In many men this enlargement causes symptoms commonly referred to as lower urinary tract symptoms (LUTS).  Symptoms include: The slowing of the urinary flow, the feeling of incomplete emptying of the bladder, the urgent need to urinate, the need to urinate many times at night, difficulty in starting to urine, dribbling at the end of the stream and on occasions blood in the urine.

Sometimes symptoms are tolerable and can be managed conservatively by modifying ones drinking habits and monitoring the condition.  When symptoms are bothersome treatment can be considered. Treatment may include:

Medical Therapy

  • Alpha blockers are medications that relax the smooth muscle fibers around the neck of the bladder and prostate allowing the pressure restricting the urethra to relax and relieve the obstruction to the flow of urine.
  • 5 Alpha Reductase Inhibitors (5ARI’s) are medications that reduce the effects of testosterone on the prostate and lead to reduction in the size of the prostate, but they may take several months to show benefit.
  • A combination of the above drugs is commonly used to increase the benefits.
  • Other drugs can be used to relax the bladder to help relieve some of the irritative symptoms.

Surgical Treatment

Transurethral Resection of the Prostate (TURP)

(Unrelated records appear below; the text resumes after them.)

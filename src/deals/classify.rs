use regex::Regex;
use std::sync::LazyLock;

const DUPLICATE_MARKER: &str = "deal proposal is identical to deal";
const NOT_YET_SEALABLE_MARKER: &str = "cannot seal a sector before";
// Spade's own backend crashing; says nothing about the piece.
const TRANSIENT_REMOTE_MARKER: &str = "PHP Fatal error";

static DEAL_ID_TOKEN: LazyLock<Regex> = LazyLock::new(|| {
    Regex::new(r"[a-z0-9]{8}-[a-z0-9]{4}-[a-z0-9]{4}-[a-z0-9]{4}-[a-z0-9]{12}")
        .expect("deal id pattern is valid")
});

#[derive(Debug, Clone, PartialEq, Eq)]
pub enum FailureClass {
    /// Boost already holds an equivalent deal; `deal_id` is the one to cancel.
    Duplicate { deal_id: String },
    NotYetSealable,
    TransientRemote,
    Other,
}

pub fn classify(message: &str) -> FailureClass {
    if message.contains(DUPLICATE_MARKER)
        && let Some(m) = DEAL_ID_TOKEN.find(message)
    {
        return FailureClass::Duplicate {
            deal_id: m.as_str().to_string(),
        };
    }
    if message.contains(NOT_YET_SEALABLE_MARKER) {
        return FailureClass::NotYetSealable;
    }
    if message.contains(TRANSIENT_REMOTE_MARKER) {
        return FailureClass::TransientRemote;
    }
    FailureClass::Other
}
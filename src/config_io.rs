use crate::config::{Config, ENV_CONFIG_PATH};
use std::path::{Path, PathBuf};

pub type Result<T> = std::result::Result<T, ConfigIoError>;

pub const DEFAULT_CONFIG_PATH: &str = "config.toml";

#[derive(Debug)]
pub enum ConfigIoError {
    CreateDefault {
        path: String,
        source: Box<ConfigIoError>,
    },
    Read {
        path: String,
        source: std::io::Error,
    },
    ParseToml {
        path: String,
        source: toml::de::Error,
    },
    SerializeToml {
        source: toml::ser::Error,
    },
    CreateDir {
        path: String,
        source: std::io::Error,
    },
    Write {
        path: String,
        source: std::io::Error,
    },
}

impl std::fmt::Display for ConfigIoError {
    fn fmt(&self, f: &mut std::fmt::Formatter<'_>) -> std::fmt::Result {
        match self {
            Self::CreateDefault { path, .. } => {
                write!(f, "failed to create default config at {path}")
            }
            Self::Read { path, .. } => write!(f, "failed reading config file {path}"),
            Self::ParseToml { path, .. } => write!(f, "invalid TOML in {path}"),
            Self::SerializeToml { .. } => write!(f, "failed serializing config to TOML"),
            Self::CreateDir { path, .. } => write!(f, "failed creating directory {path}"),
            Self::Write { path, .. } => write!(f, "failed writing config file {path}"),
        }
    }
}

impl std::error::Error for ConfigIoError {
    fn source(&self) -> Option<&(dyn std::error::Error + 'static)> {
        match self {
            Self::CreateDefault { source, .. } => Some(source.as_ref()),
            Self::Read { source, .. } => Some(source),
            Self::ParseToml { source, .. } => Some(source),
            Self::SerializeToml { source } => Some(source),
            Self::CreateDir { source, .. } => Some(source),
            Self::Write { source, .. } => Some(source),
        }
    }
}

/// `SPADE_CLIENT_CONFIG` if set, else `config.toml` in the working directory.
pub fn config_path() -> PathBuf {
    std::env::var_os(ENV_CONFIG_PATH)
        .filter(|p| !p.is_empty())
        .map(PathBuf::from)
        .unwrap_or_else(|| PathBuf::from(DEFAULT_CONFIG_PATH))
}

pub async fn load_or_create_config(path: impl AsRef<Path>) -> Result<Config> {
    let path = path.as_ref();

    if !tokio::fs::try_exists(path).await.unwrap_or(false) {
        let default_cfg = Config::default();
        save_config(path, &default_cfg)
            .await
            .map_err(|source| ConfigIoError::CreateDefault {
                path: path.display().to_string(),
                source: Box::new(source),
            })?;
        return Ok(default_cfg);
    }

    let content = tokio::fs::read_to_string(path)
        .await
        .map_err(|source| ConfigIoError::Read {
            path: path.display().to_string(),
            source,
        })?;

    toml::from_str(&content).map_err(|source| ConfigIoError::ParseToml {
        path: path.display().to_string(),
        source,
    })
}

pub async fn save_config(path: impl AsRef<Path>, cfg: &Config) -> Result<()> {
    let path = path.as_ref();

    let toml_string =
        toml::to_string_pretty(cfg).map_err(|source| ConfigIoError::SerializeToml { source })?;

    if let Some(parent) = path.parent().filter(|p| !p.as_os_str().is_empty()) {
        tokio::fs::create_dir_all(parent)
            .await
            .map_err(|source| ConfigIoError::CreateDir {
                path: parent.display().to_string(),
                source,
            })?;
    }

    // Write-then-rename so a crash never leaves a half-written config behind.
    let tmp = path.with_extension("toml.tmp");
    tokio::fs::write(&tmp, toml_string)
        .await
        .map_err(|source| ConfigIoError::Write {
            path: tmp.display().to_string(),
            source,
        })?;
    tokio::fs::rename(&tmp, path)
        .await
        .map_err(|source| ConfigIoError::Write {
            path: path.display().to_string(),
            source,
        })?;

    Ok(())
}
pub mod error;
pub mod jsonrpc;

pub use error::{ClientError, ClientResult};
pub use jsonrpc::{JsonRpcClient, NO_PARAMS};

use std::time::Duration;

/// Shared HTTP client for every remote service.
///
/// The timeout is transport hygiene only; a timed out request is an ordinary transient error.
pub fn build_http_client(insecure_skip_verify: bool, timeout: Duration) -> ClientResult<reqwest::Client> {
    reqwest::Client::builder()
        .timeout(timeout)
        .danger_accept_invalid_certs(insecure_skip_verify)
        .user_agent(concat!("spade-client/", env!("CARGO_PKG_VERSION")))
        .build()
        .map_err(|source| ClientError::http("build http client", source))
}

/// Sends `req` and returns the body of a 200 response.
pub async fn read_body(op: &str, req: reqwest::RequestBuilder) -> ClientResult<Vec<u8>> {
    let resp = req.send().await.map_err(|e| ClientError::http(op, e))?;
    let status = resp.status();
    let body = resp.bytes().await.map_err(|e| ClientError::http(op, e))?;
    if status != reqwest::StatusCode::OK {
        tracing::debug!(op, status = status.as_u16(), "remote returned unexpected status");
        return Err(ClientError::Status {
            op: op.to_string(),
            status: status.as_u16(),
            body: crate::logging::shorten_body(&body),
        });
    }
    Ok(body.to_vec())
}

This is an operation where the inner part of the prostate gland is removed to relieve the obstruction. The aim of this operation is to hollow out the inside of the prostate to enable  a larger channel to be created for the passage of urine.   This procedure is carried out through a small operating telescope passed through the urethra. This procedure is carried out under a general or spinal anaesthetic.  At the completion of the procedure a catheter is inserted in the urethra and will remain there for 1 or 2 days.  The patient remains in hospital for this period.  After the operation it is common for the patient to experience some intermittent bleeding, stinging on urination and some urgency for a few weeks as the surgical area heals, however it is not serious and usually settles. 

A TURP is not an operation performed to treat prostate cancer, however the tissue removed during this procedure is examined histologically and sometimes cancer may be detected.

Laser ablation of the prostate

This is a newer technique, similar to the TURP  it also aims to enlarge the urine channel through the prostate.  This technique uses laser energy to vaporise the water in the prostate cells to create this cavity.  As the tissue is vaporised there is no tissue removed during this procedure.  The benefit of this procedure over the conventional TURP is that the laser seals the blood vessels as it creates the cavity and this results in significantly less bleeding. The catheter remains in the urethra for only 1 night and the patient is usually discharged from hospital the morning after surgery.  Dr Lazzaro performs Laser Ablations using The Greenlight ™ and Evolve ™ Lasers.

A common side effect of both TURP and Laser ablation of the prostate as well as most other surgical procedures on the bladder neck is retrograde ejaculation.  This is where there is absence or reduced ejaculation after climax as the seminal fluid remains in the lower urinary tract and comes out later in the urine.  This does not cause any harm.